The cause of this particular spill, DEQ says, has been reported as a malfunction of faulty equipment from International Paper. “We don’t know a lot of details about the actual piece of machinery and how the oil got out of it,” Hanson says. “All we know is that it got out and then it made its way into this pipe that made its way directly into the McKenzie.”

It’s on the company to both prevent contaminations and self-report them when they happen, Hanson says. International Paper sends in monthly reports to DEQ monitoring various parameters, such as water temperature and pH, and DEQ inspects the company’s wastewater system every two years, DEQ’s Benenati says.

The last inspection was Jan. 11, according to DEQ records. The internal machinery of the mill had nothing to do with that inspection, Hanson says, as the wastewater inspection happens outside of the facility and DEQ only inspects what the permit entails.

“It’s kind of up to them to maintain a facility that is operating properly, and if they have an incident they report it and they’re responsible for it,” he says.

The spill has been contained, and oil booms are now set up to collect residual fluid, but Helfrich says he’s still worried for aquatic life.

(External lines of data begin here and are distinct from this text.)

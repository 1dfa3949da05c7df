use crate::errors::AppResult;
use chrono::Local;
use rusqlite::Connection;
use rusqlite::params;

/// Append an audit line to the `oplog` table.
pub fn oplog(conn: &Connection, operation: &str, target: &str, message: &str) -> AppResult<()> {
    let now = Local::now().to_rfc3339();

    let mut stmt = conn.prepare_cached(
        "INSERT INTO oplog (date, operation, target, message)
         VALUES (?1, ?2, ?3, ?4)",
    )?;

    stmt.execute(params![now, operation, target, message])?;

    Ok(())
}
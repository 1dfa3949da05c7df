use crate::cli::parser::Commands;
use crate::config::Config;
use crate::core::history;
use crate::core::records::RecordStore;
use crate::db::pool::DbPool;
use crate::errors::{AppError, AppResult};
use crate::ui::messages::info;
use crate::utils::date;
use crate::utils::formatting::fmt_ml;
use crate::utils::table::{Column, Table};

/// The history screen: day groups, most recent date first.
pub fn handle(cmd: &Commands, cfg: &Config) -> AppResult<()> {
    if let Commands::History { period } = cmd {
        let mut pool = DbPool::new(&cfg.database)?;
        let store = RecordStore::load(&mut pool);

        let bounds = match period {
            None => None,
            Some(p) if p.eq_ignore_ascii_case("all") => None,
            Some(p) => Some(date::period_bounds(p).map_err(AppError::InvalidPeriod)?),
        };

        let selected = history::filter_by_bounds(store.all(), bounds);

        if selected.is_empty() {
            info("No records yet.");
            return Ok(());
        }

        for group in history::group_by_date(selected) {
            println!(
                "\n{} ({})  |  {} record{}  |  {} total",
                date::format_day_heading(group.date, cfg.show_weekday),
                group.date,
                group.records.len(),
                if group.records.len() == 1 { "" } else { "s" },
                fmt_ml(group.total),
            );

            let mut table = Table::new(vec![
                Column::new("id", 6),
                Column::new("time", 5),
                Column::new("amount", 8),
            ]);
            for record in &group.records {
                table.add_row(vec![
                    record.id.to_string(),
                    record.time_str(),
                    fmt_ml(record.amount),
                ]);
            }
            print!("{}", table.render());
        }
    }

    Ok(())
}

“Several folks told me the oil is on the surface but won’t hurt anything,” Helfrich says, but “we have tremendous bug hatches this time of year. These aquatic insects get covered by oil then eaten by fish. Oil also coats our aquatic mammals.”

Since responsibility lies on companies, like International Paper, to maintain their own equipment and self-report their mistakes, everyday citizens may feel helpless in protecting themselves and their environment, but EWEB’s Water Quality and Source Protection supervisor Karl Morgenstern says those everyday people can play a big role in keeping our watershed healthy.

“This spill was reported by a fisherman,” Morgenstern says, “so yes, it is very helpful when community members see something that does not appear right to report it.”